Vale lembrar que na origem, a sentença da morte só foi pronunciada contra os homens depois do pecado de Adão nosso primeiro pai. Pois Deus não fez a morte (Sb 1, 13); ele havia criado o homem para a incorruptibilidade, e a morte, qual a experimentamos, só entrou no mundo pela inveja do demônio (Sb 2, 23s). O domínio dela sobre nós tem, portanto, um valor de sinal: “ele patenteia a presença do pecado aqui na terra”.
Nos dizeres do teólogo Leonardo Boff no artigo intitulado A transfiguração na morte ele diz: “o sentido que damos a morte é o sentido que nós damos a vida. Se decidirmos que a vida se resume entre o nascimento e a morte e esta detém a última palavra, então a morte ganha um sentido, diria, trágico, porque com ela tudo termina no pó cósmico. Mas se interpretarmos a morte como uma invenção da vida, como parte da vida, então não a morte, mas a vida constitui a grande interrogação”. A vida não se acaba na morte. Para Francisco de Assis, por exemplo, a morte é “a porta da vida “, isso é, o ingresso ao mundo que não conhece a morte, onde não há o tempo, mas só a eternidade. Como nos fala Jó: “Eu mesmo o verei...” (Jo 19, 27a)

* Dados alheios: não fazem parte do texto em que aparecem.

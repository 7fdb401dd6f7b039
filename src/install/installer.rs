use std::path::PathBuf;

use crate::config::DockerSettings;
use crate::errors::{DockhandError, StepOutcome};
use crate::reconcile::reconcile;
use crate::report::RunReport;
use crate::system::{AccountManager, ContainerEngineClient, PackageManager, ServiceManager};
use crate::ui::{confirm, step_heading, Prompter};

use super::os_release::{read_os_release, OS_RELEASE_PATH};
use super::plan::{InstallPlan, PortainerMode};
use super::portainer::{portainer_container, ContainerResource};
use super::step::run_step;

pub const STEP_OS: &str = "os check";
pub const STEP_CONFLICTS: &str = "remove conflicting packages";
pub const STEP_REPO: &str = "docker repository";
pub const STEP_PACKAGES: &str = "docker packages";
pub const STEP_SERVICE: &str = "docker service";
pub const STEP_GROUP: &str = "docker group";
pub const STEP_VOLUME: &str = "portainer volume";
pub const STEP_PORTAINER: &str = "portainer container";

const PLUGINS_PACKAGE: &str = "dnf-plugins-core";
const DOCKER_UNIT: &str = "docker";
const DOCKER_GROUP: &str = "docker";

/// Capabilities the installer drives.
#[derive(Clone, Copy)]
pub struct InstallHost<'a> {
    pub packages: &'a dyn PackageManager,
    pub services: &'a dyn ServiceManager,
    pub docker: &'a dyn ContainerEngineClient,
    pub accounts: &'a dyn AccountManager,
}

#[derive(Debug, Clone)]
pub struct InstallOptions {
    pub settings: DockerSettings,
    pub os_release: PathBuf,
    /// State-changing commands are only previewed; the service check is skipped.
    pub dry_run: bool,
}

impl Default for InstallOptions {
    fn default() -> Self {
        Self {
            settings: DockerSettings::default(),
            os_release: PathBuf::from(OS_RELEASE_PATH),
            dry_run: false,
        }
    }
}

pub struct DockerInstaller<'a> {
    host: InstallHost<'a>,
    opts: InstallOptions,
}

impl<'a> DockerInstaller<'a> {
    pub fn new(host: InstallHost<'a>, opts: InstallOptions) -> Self {
        Self { host, opts }
    }

    pub fn run(
        &self,
        plan: &InstallPlan,
        p: &mut dyn Prompter,
    ) -> Result<RunReport, DockhandError> {
        let mut report = RunReport::default();
        let settings = &self.opts.settings;

        report.push(STEP_OS, self.check_os(p)?);

        if plan.remove_conflicting {
            let outcome = run_step(p, "Removing conflicting packages", || {
                self.host.packages.remove(&settings.conflicting_packages)?;
                Ok(StepOutcome::Success)
            })?;
            report.push(STEP_CONFLICTS, outcome);
        }

        let outcome = run_step(p, "Adding the Docker CE repository", || {
            self.host.packages.install(&[PLUGINS_PACKAGE.to_string()])?;
            self.host.packages.add_repo(&settings.repo_url)?;
            Ok(StepOutcome::Success)
        })?;
        report.push(STEP_REPO, outcome);

        let outcome = run_step(p, "Installing Docker packages", || {
            self.host.packages.install(&settings.packages)?;
            Ok(StepOutcome::Success)
        })?;
        report.push(STEP_PACKAGES, outcome);

        let outcome = run_step(p, "Enabling the docker service", || {
            self.host.services.enable(DOCKER_UNIT, true)?;
            if self.opts.dry_run || self.host.services.is_active(DOCKER_UNIT)? {
                Ok(StepOutcome::Success)
            } else {
                Ok(StepOutcome::Warning(format!(
                    "{DOCKER_UNIT} was enabled but is not active; check 'systemctl status {DOCKER_UNIT}'"
                )))
            }
        })?;
        report.push(STEP_SERVICE, outcome);

        if let Some(user) = &plan.add_user_to_group {
            let outcome = run_step(p, &format!("Adding {user} to the docker group"), || {
                self.host.accounts.add_to_group(user, DOCKER_GROUP)?;
                Ok(StepOutcome::Warning(format!(
                    "{user} must log out and back in for the docker group to apply"
                )))
            })?;
            report.push(STEP_GROUP, outcome);
        }

        if let Some(run) = portainer_container(plan.portainer, settings) {
            if plan.portainer == PortainerMode::Server {
                let volume = settings.portainer_volume.clone();
                let outcome = run_step(p, &format!("Portainer volume {volume}"), || {
                    if self.host.docker.volume_exists(&volume)? {
                        return Ok(StepOutcome::Skipped(format!("volume {volume} already exists")));
                    }
                    self.host.docker.create_volume(&volume)?;
                    Ok(StepOutcome::Success)
                })?;
                report.push(STEP_VOLUME, outcome);
            }

            step_heading(&format!("Portainer {} ({})", plan.portainer.as_str(), run.image));
            let resource = ContainerResource {
                docker: self.host.docker,
                run,
            };
            report.push(STEP_PORTAINER, reconcile(&resource, p)?);
        }

        Ok(report)
    }

    fn check_os(&self, p: &mut dyn Prompter) -> Result<StepOutcome, DockhandError> {
        step_heading("Checking the operating system");
        let detected = match read_os_release(&self.opts.os_release) {
            Ok(os) if os.is_fedora() => {
                tracing::info!(os = %os.display_name(), "fedora detected");
                return Ok(StepOutcome::Success);
            }
            Ok(os) => os.display_name(),
            Err(e) => {
                tracing::warn!(error = %e, "os-release unreadable");
                "an unknown distribution".to_string()
            }
        };
        crate::ui::warn_print(&format!(
            "this installer targets Fedora; detected {detected}"
        ));
        if confirm(p, "Continue anyway?", false)? {
            Ok(StepOutcome::Warning(format!("not Fedora ({detected})")))
        } else {
            Err(DockhandError::Aborted)
        }
    }
}
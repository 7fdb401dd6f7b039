//! dockhand: Fedora host provisioning for Docker, Portainer and VLAN-backed macvlan networks.
//!
//! Architecture
//! - Binary glue (src/main.rs, src/commands) loads settings, checks privileges, takes the run
//!   lock and wires CLI-backed capabilities into the flows below.
//! - install::*: Docker CE repository/packages/service, docker group, Portainer server/agent.
//! - vlan::*: NetworkManager VLAN connection, activation polling, macvlan shim with boot
//!   persistence, Docker macvlan network.
//! - launcher::*: GitHub contents listing, script menu, download and privileged execution.
//! - system::*: capability traits (dnf, systemctl, nmcli, ip, docker, usermod) and their CLI
//!   implementations over one `CommandRunner` seam; testing::FakeHost is the in-memory twin.
//! - reconcile.rs: the single "exists? keep or recreate" routine for named resources.
//!
//! Environment
//! - DOCKHAND_CONFIG: config file; DOCKHAND_LAUNCHER_* / GITHUB_TOKEN: launcher source.
//! - DOCKHAND_LOG / RUST_LOG: diagnostic filter; DOCKHAND_COLOR / NO_COLOR: color control.
//! - DOCKHAND_LOCK_FILE: run lock path override.

mod color;
pub mod config;
pub mod doctor;
pub mod errors;
pub mod install;
pub mod launcher;
pub mod lock;
pub mod logging;
pub mod reconcile;
pub mod report;
pub mod system;
#[doc(hidden)]
pub mod testing;
pub mod ui;
pub mod util;
pub mod validate;
pub mod vlan;

pub use color::*;
pub use config::{default_config_path, Settings};
pub use doctor::run_doctor;
pub use errors::{exit_code_for, DockhandError, StepOutcome};
pub use install::{
    collect_install_plan, invoking_user, server_url_hint, DockerInstaller, InstallAnswers,
    InstallHost, InstallOptions, InstallPlan, PortainerMode,
};
pub use launcher::{
    GithubSource, LaunchOptions, LaunchOutcome, Launcher, LauncherState, ScriptExecutor,
    ScriptSource, ShellExecutor,
};
pub use lock::{acquire_lock, acquire_lock_at, RunLock};
pub use logging::logging_init;
pub use reconcile::{reconcile, Resource};
pub use report::{RunReport, StepReport};
pub use system::{
    require_tools, CommandLine, CommandOutput, CommandRunner, DockerCli, Dnf, IpRoute, Nmcli,
    SystemRunner, Systemctl, Usermod, INSTALL_TOOLS, VLAN_TOOLS,
};
pub use ui::{
    ask_checked, ask_optional, ask_validated, choose_index, confirm, warn_print, DefaultsPrompter, Prompter,
    ScriptedPrompter, TerminalPrompter,
};
pub use validate::{
    validate_cidr, validate_gateway, validate_interface, validate_network_name,
    validate_non_empty, validate_vlan_id,
};
pub use vlan::{
    collect_plan, describe_plan, ActivationPolicy, Host, PersistPaths, ProvisionOptions,
    ProvisionReport, Provisioner, ShimParent, VlanAnswers, VlanPlan,
};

Dessa forma, a tradição franciscana pode contribuir com a troca de uma visão de que a morte é o fim último, para uma visão mais celebrativa da mesma. Francisco, diante da morte que todos abominam chegou a louvar a própria morte e convidou-a com hospitalidade: “Bem-vinda seja a minha irmã morte” (2Cel 217). Podemos intuir que Francisco de Assis não morre a sua morte, mas a morte de Jesus”. Enquanto os frades choravam, ele celebrava; Pediu pão, abençoou-o, partiu, deu para os presentes e ainda pediu que lesses o Evangelho de São João que dizia: “Antes do dia da festa da Páscoa...”. Sua liberdade era tal que desejava se unir totalmente a Deus e, esta “passagem” é a única forma para entrar nessa comunhão total.
João no Evangelho de hoje nos esclarece que Jesus veio fazer a vontade do Pai e a vontade Dele é não perder ninguém e o ressuscitar no último dia. Portanto, não é do interesse de Deus a morte, mas a vida que levamos aqui na terra. São Bernardo de Claraval afirmava que a nossa vida nesse mundo é semente da eternidade, por isso, devemos cuidar para não perdermos a “esperança da feliz ressurreição”. Se a morte nos entristece e nos deixa entregues a dor, a promessa da imortalidade consola. Como nos diz Dom Pedro Casaldáliga, a alternativa cristã é: ou a vida ou a ressurreição. E como herdeiro da tradição franciscana afirmo: Deus só conhece a vida. Viva a vida!